C’est du Vialatte. Non pas le Vialatte (1901-1971) traducteur de Kafka, ni le romancier des Fruits du Congo (1951), mais celui des chroniques données au journal La Montagne de 1953 à 1970, et parmi les meilleures celles des Dernières Nouvelles de l’homme, ou de Et c’est ainsi qu’Allah est grand (compilations posthumes parues chez Julliard respectivement en 1978 et 1979).
Ici, dans ces chroniques confiées aux Arts ménagers de janvier 1968 à janvier 1969, l’argument pourrait se réduire à peu près à ceci : il s’agit pour chaque mois de l’année d’épingler un oiseau à son tableau de chasse et de décrire par ce biais la nature de l’homme, sur un ton qui mêle humour, dérision et ironie.

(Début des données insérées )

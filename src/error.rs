//! Error taxonomy.
//!
//! Anything scoped to a single (model, file) pair is downgraded to a
//! recorded failure; only configuration and invariant errors abort a run.

use std::path::PathBuf;
use thiserror::Error;

/// Fatal configuration problems, detected before any work starts.
#[derive(Debug, Error)]
pub enum ConfigError {
    #[error("API credential not found: set the {0} environment variable")]
    MissingCredential(String),

    #[error("no models configured")]
    NoModels,

    #[error("invalid release pattern '{pattern}': {source}")]
    InvalidReleasePattern {
        pattern: String,
        #[source]
        source: regex::Error,
    },

    #[error("{0}")]
    Invalid(String),
}

/// A file that could not be read; the file is skipped.
#[derive(Debug, Error)]
#[error("failed to read {}: {source}", path.display())]
pub struct FileReadError {
    pub path: PathBuf,
    #[source]
    pub source: std::io::Error,
}

/// A failed model call, recorded on the model result.
#[derive(Debug, Clone, PartialEq, Eq, Error)]
pub enum CallError {
    #[error("timeout")]
    Timeout,

    #[error("rate limited (HTTP 429)")]
    RateLimited,

    #[error("HTTP {status}: {body}")]
    Http { status: u16, body: String },

    #[error("network error: {0}")]
    Network(String),

    #[error("invalid response: {0}")]
    InvalidResponse(String),

    #[error("cancelled")]
    Cancelled,
}

impl CallError {
    /// Whether a retry could plausibly succeed.
    pub fn is_transient(&self) -> bool {
        match self {
            CallError::Timeout | CallError::RateLimited | CallError::Network(_) => true,
            CallError::Http { status, .. } => *status >= 500,
            CallError::InvalidResponse(_) | CallError::Cancelled => false,
        }
    }
}

/// Model output that could not be turned into smell records.
#[derive(Debug, Clone, PartialEq, Eq, Error)]
#[error("failed to parse model response: {reason}")]
pub struct ParseFailure {
    pub reason: String,
    /// The unparsed text, kept for inspection.
    pub raw: String,
}

/// Broken invariant during aggregation. Always fatal.
#[derive(Debug, Error)]
pub enum AggregationError {
    #[error("result for unconfigured model '{model}' on {file}")]
    UnknownModel { model: String, file: String },

    #[error("smell count mismatch: per-model totals {tallied}, records {expected}")]
    CountMismatch { tallied: usize, expected: usize },
}

#[cfg(test)]
mod tests {
    use super::*;

    #[test]
    fn test_timeout_displays_as_timeout() {
        assert_eq!(CallError::Timeout.to_string(), "timeout");
    }

    #[test]
    fn test_transient_classification() {
        assert!(CallError::Timeout.is_transient());
        assert!(CallError::RateLimited.is_transient());
        assert!(CallError::Http {
            status: 503,
            body: String::new()
        }
        .is_transient());
        assert!(!CallError::Http {
            status: 401,
            body: String::new()
        }
        .is_transient());
        assert!(!CallError::Cancelled.is_transient());
    }

    #[test]
    fn test_missing_credential_names_variable() {
        let e = ConfigError::MissingCredential("HF_TOKEN".to_string());
        assert!(e.to_string().contains("HF_TOKEN"));
    }
}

Mais ce sont évidemment de drôles d’oiseaux que Vialatte intercepte dans leur vol : aux conventionnels pic-vert et corbeau (il « mange les morts, il vit cent ans et il sait compter jusqu’à 7 ») il associe l’Auvergnat, que l’on « apprivoise avec du lard », la sorcière, le bœuf, l’homo-simplex, et le loup. Des volatiles, naturellement, que certains ornitologues contestent, ne pouvant accepter « qu’un animal vienne contrarier des idées reçues acquises au prix de diplômes coûteux ».
Le problème avec Vialatte demeure précisément ces compilations posthumes qui privent chaque chronique de la saveur insolite que lui conférait sa publication isolée. Et les illustrations d’Albert Lemant, trop sombres pour ces propos qui entendent confondre l’esprit surtout par leur manque apparent de gravité, ne changent rien à la facture de ce recueil, dont la lecture, il faut bien l’avouer, s’avère véritablement laborieuse.
L’Oiseau du mois
Alexandre Vialatte
Le Dilettante
108 pages, 79 FF
Histoire littéraire Chroniques de l’oiseau
février 1996 | Le Matricule des Anges n°15
| par
Didier Garcia
Un livre
Chroniques de l’oiseau
Par
Didier Garcia
Le Matricule des Anges n°15
, février 1996.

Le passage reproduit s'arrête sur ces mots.